• [Exercise goal] The result should be every line in the material below containing the string "NewMessage".

• [Information supplied]
* * * * * * * * *

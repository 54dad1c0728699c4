pub mod ranker;
pub mod report;
pub mod round_controller;

pub use ranker::rank_ideas;
pub use report::ReportGenerator;
pub use round_controller::{aggregate, format_check_digest, RoundController, RoundPhase};
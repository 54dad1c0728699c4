pub mod latency;
pub mod session_store;

pub use latency::SimulatedLatency;
pub use session_store::SessionStore;
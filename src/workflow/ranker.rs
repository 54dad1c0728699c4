//! 排序流程
//!
//! 逐个评分后按总分降序排列，截取前 top_k 个。

use crate::models::{Idea, ScoredIdea};
use crate::services::CriteriaScorer;

/// 评估并排序一批创意
///
/// 使用稳定排序：总分相同的创意保持输入顺序。
/// 调用方保证 `ideas` 非空；`top_k` 大于批次大小时返回全部。
pub fn rank_ideas(scorer: &CriteriaScorer, ideas: &[Idea], top_k: usize) -> Vec<ScoredIdea> {
    let mut ranked: Vec<ScoredIdea> = ideas
        .iter()
        .map(|idea| ScoredIdea {
            idea: idea.clone(),
            evaluation: scorer.evaluate(idea),
        })
        .collect();

    ranked.sort_by(|a, b| {
        b.evaluation
            .total_score
            .total_cmp(&a.evaluation.total_score)
    });
    ranked.truncate(top_k);
    ranked
}
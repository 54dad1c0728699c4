use anyhow::{Context, Result};
/// 日志工具模块
///
/// 提供日志格式化和报告文件输出的辅助函数
use std::fs::{self, OpenOptions};
use std::io::Write;
use tracing::info;

use crate::config::Config;
use crate::error::FileError;

/// 初始化报告文件
///
/// # 参数
/// - `log_file_path`: 报告文件路径
pub fn init_log_file(log_file_path: &str) -> Result<()> {
    let log_header = format!(
        "{}\n创意评估日志 - {}\n{}\n\n",
        "=".repeat(60),
        chrono::Local::now().format("%Y-%m-%d %H:%M:%S"),
        "=".repeat(60)
    );
    fs::write(log_file_path, log_header).map_err(|source| FileError::WriteFailed {
        path: log_file_path.to_string(),
        source,
    })?;
    Ok(())
}

/// 向报告文件追加一段文本
pub fn append_to_log(log_file_path: &str, text: &str) -> Result<()> {
    let mut file = OpenOptions::new()
        .create(true)
        .append(true)
        .open(log_file_path)
        .with_context(|| format!("无法打开报告文件: {}", log_file_path))?;

    file.write_all(format!("{}\n", text).as_bytes())
        .map_err(|source| FileError::WriteFailed {
            path: log_file_path.to_string(),
            source,
        })?;
    Ok(())
}

/// 记录程序启动信息
pub fn log_startup(config: &Config) {
    info!("{}", "=".repeat(60));
    info!("🚀 程序启动 - 创意评估与完善检查");
    info!("📊 默认 top_k: {}", config.default_top_k);
    info!(
        "🔁 最大轮数: {}（指令宣称 {}）",
        config.max_rounds, config.advertised_max_rounds
    );
    info!("{}", "=".repeat(60));
}

/// 记录批次加载信息
pub fn log_batches_loaded(total: usize) {
    info!("✓ 找到 {} 个待处理的创意批次", total);
    info!("💡 逐批处理，批内创意并发检查\n");
}

/// 记录批次开始信息
///
/// # 参数
/// - `batch_num`: 批次编号
/// - `total_batches`: 批次总数
/// - `source`: 批次来源文件
/// - `idea_count`: 本批创意数
pub fn log_batch_start(batch_num: usize, total_batches: usize, source: &str, idea_count: usize) {
    info!("\n{}", "=".repeat(60));
    info!("📦 开始处理第 {}/{} 批", batch_num, total_batches);
    info!("📄 来源: {} | 共 {} 个创意", source, idea_count);
    info!("{}", "=".repeat(60));
}

/// 记录批次完成信息
pub fn log_batch_complete(batch_num: usize, passed: usize, total: usize) {
    info!("\n{}", "─".repeat(60));
    info!("✓ 第 {} 批完成: 检查通过 {}/{}", batch_num, passed, total);
    info!("{}", "─".repeat(60));
}

/// 打印最终统计信息
pub fn print_final_stats(
    success: usize,
    failed: usize,
    total: usize,
    passed: usize,
    ideas: usize,
    log_file_path: &str,
) {
    info!("\n{}", "=".repeat(60));
    info!("📊 全部处理完成统计");
    info!(
        "完成时间: {}",
        chrono::Local::now().format("%Y-%m-%d %H:%M:%S")
    );
    info!("{}", "=".repeat(60));
    info!("✅ 成功批次: {}/{}", success, total);
    info!("❌ 失败批次: {}", failed);
    info!("🧪 检查通过创意: {}/{}", passed, ideas);
    info!("{}", "=".repeat(60));
    info!("\n报告已保存至: {}", log_file_path);
}

/// 截断长文本用于日志显示
///
/// # 参数
/// - `text`: 原始文本
/// - `max_len`: 最大长度
///
/// # 返回
/// 返回截断后的文本
pub fn truncate_text(text: &str, max_len: usize) -> String {
    if text.chars().count() > max_len {
        text.chars().take(max_len).collect::<String>() + "..."
    } else {
        text.to_string()
    }
}

#[cfg(test)]
mod tests {
    use super::*;

    #[test]
    fn test_truncate_text_by_chars() {
        assert_eq!(truncate_text("联邦学习隐私保护", 4), "联邦学习...");
        assert_eq!(truncate_text("short", 10), "short");
    }
}
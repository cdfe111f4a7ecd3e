//! Sea-ORM migrations for bizhub-store database schema

pub use sea_orm_migration::prelude::*;

mod m20250201_000001_create_users_table;
mod m20250201_000002_create_businesses_table;
mod m20250201_000003_create_conversations_table;
mod m20250201_000004_create_messages_table;

pub struct Migrator;

#[async_trait::async_trait]
impl MigratorTrait for Migrator {
    fn migrations() -> Vec<Box<dyn MigrationTrait>> {
        vec![
            Box::new(m20250201_000001_create_users_table::Migration),
            Box::new(m20250201_000002_create_businesses_table::Migration),
            Box::new(m20250201_000003_create_conversations_table::Migration),
            Box::new(m20250201_000004_create_messages_table::Migration),
        ]
    }
}
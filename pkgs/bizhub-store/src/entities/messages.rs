//! Message entity

use sea_orm::entity::prelude::*;

#[derive(Clone, Debug, PartialEq, DeriveEntityModel)]
#[sea_orm(table_name = "messages")]
pub struct Model {
    #[sea_orm(primary_key, auto_increment = false)]
    pub id: String,
    pub conversation_id: String,
    pub sender_id: String,
    pub content: String,
    pub kind: String,   // "text" or "image"
    pub status: String, // "sent" or "read"
    pub created_at: i64, // microseconds, strictly increasing per store
}

#[derive(Copy, Clone, Debug, EnumIter, DeriveRelation)]
pub enum Relation {
    #[sea_orm(
        belongs_to = "super::conversations::Entity",
        from = "Column::ConversationId",
        to = "super::conversations::Column::Id"
    )]
    Conversation,
}

impl Related<super::conversations::Entity> for Entity {
    fn to() -> RelationDef {
        Relation::Conversation.def()
    }
}

impl ActiveModelBehavior for ActiveModel {}
//! In-process backend - SQLite tables, change feed, presence and objects

use anyhow::{Context, Result};
use async_trait::async_trait;
use chrono::{DateTime, Utc};
use sea_orm::{Database, DatabaseConnection};
use sea_orm_migration::MigratorTrait;
use tracing::info;

use crate::conversation_store::ConversationStore;
use crate::directory_store::DirectoryStore;
use crate::error::Result as StoreResult;
use crate::events::{BusinessRef, ConversationRecord, ConversationRow, Message, NewMessage};
use crate::message_store::MessageStore;
use crate::object_store::ObjectStore;
use crate::presence::{PresenceChannel, PresenceHub, PresenceSyncs};
use crate::realtime::{MessageFeed, RealtimeHub};
use crate::transport::Transport;
use crate::StoreConfig;

/// All backing services behind one handle. Cheap to clone; clones share the
/// connection pool and hubs.
#[derive(Clone)]
pub struct Backend {
    directory: DirectoryStore,
    conversations: ConversationStore,
    messages: MessageStore,
    realtime: RealtimeHub,
    presence: PresenceHub,
    objects: ObjectStore,
}

impl Backend {
    /// Connect to the database in `config`, run migrations and wire the hubs
    pub async fn open(config: StoreConfig) -> Result<Self> {
        let db_path_str = config
            .db_path
            .to_str()
            .context("Invalid database path")?
            .replace('\\', "/");

        let db_url = format!("sqlite:{}?mode=rwc", db_path_str);

        let db: DatabaseConnection = Database::connect(db_url.as_str())
            .await
            .context("Failed to connect to database")?;

        info!("Backend database opened at {}", config.db_path.display());

        Self::with_connection(db, &config).await
    }

    /// Build a backend on an existing connection
    pub async fn with_connection(db: DatabaseConnection, config: &StoreConfig) -> Result<Self> {
        crate::migration::Migrator::up(&db, None)
            .await
            .context("Failed to run migrations")?;

        tokio::fs::create_dir_all(&config.objects_dir)
            .await
            .with_context(|| {
                format!(
                    "Failed to create objects directory {}",
                    config.objects_dir.display()
                )
            })?;

        let realtime = RealtimeHub::new();
        Ok(Self {
            directory: DirectoryStore::new(db.clone()),
            conversations: ConversationStore::new(db.clone()),
            messages: MessageStore::new(db, realtime.clone()),
            realtime,
            presence: PresenceHub::new(),
            objects: ObjectStore::new(&config.objects_dir, &config.public_base_url),
        })
    }

    pub fn directory(&self) -> &DirectoryStore {
        &self.directory
    }

    pub fn conversations(&self) -> &ConversationStore {
        &self.conversations
    }

    pub fn messages(&self) -> &MessageStore {
        &self.messages
    }

    pub fn realtime(&self) -> &RealtimeHub {
        &self.realtime
    }

    pub fn presence(&self) -> &PresenceHub {
        &self.presence
    }

    pub fn objects(&self) -> &ObjectStore {
        &self.objects
    }
}

#[async_trait]
impl Transport for Backend {
    async fn conversations_for(&self, user_id: &str) -> StoreResult<Vec<ConversationRow>> {
        self.conversations.rows_for(user_id).await
    }

    async fn find_conversation(
        &self,
        a: &str,
        b: &str,
        business_id: Option<&str>,
    ) -> StoreResult<Option<ConversationRecord>> {
        self.conversations.find_between(a, b, business_id).await
    }

    async fn create_conversation(
        &self,
        initiator: &str,
        other: &str,
        business_id: Option<&str>,
    ) -> StoreResult<ConversationRecord> {
        self.conversations
            .create(initiator, other, business_id)
            .await
    }

    async fn touch_conversation(&self, id: &str, at: DateTime<Utc>) -> StoreResult<()> {
        self.conversations.touch(id, at).await
    }

    async fn messages_for(&self, conversation_id: &str) -> StoreResult<Vec<Message>> {
        self.messages.messages_for(conversation_id).await
    }

    async fn insert_message(&self, message: NewMessage) -> StoreResult<Message> {
        self.messages.insert(message).await
    }

    async fn mark_read(&self, conversation_id: &str, reader_id: &str) -> StoreResult<Vec<Message>> {
        self.messages.mark_read(conversation_id, reader_id).await
    }

    async fn business(&self, id: &str) -> StoreResult<Option<BusinessRef>> {
        self.directory.get_business(id).await
    }

    async fn search_businesses(&self, query: &str, limit: u64) -> StoreResult<Vec<BusinessRef>> {
        self.directory.search_businesses(query, limit).await
    }

    fn subscribe_messages(&self) -> MessageFeed {
        self.realtime.subscribe()
    }

    fn join_presence(&self, topic: &str, key: &str) -> (PresenceChannel, PresenceSyncs) {
        self.presence.join(topic, key)
    }

    async fn upload_object(&self, bucket: &str, path: &str, bytes: &[u8]) -> StoreResult<()> {
        self.objects.upload(bucket, path, bytes).await
    }

    fn public_url(&self, bucket: &str, path: &str) -> String {
        self.objects.public_url(bucket, path)
    }
}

* * * * * * * * *

• [Exercise output]
use crate::events::{BusinessRef, ConversationRecord, ConversationRow, Message, NewMessage};
    async fn insert_message(&self, message: NewMessage) -> StoreResult<Message> {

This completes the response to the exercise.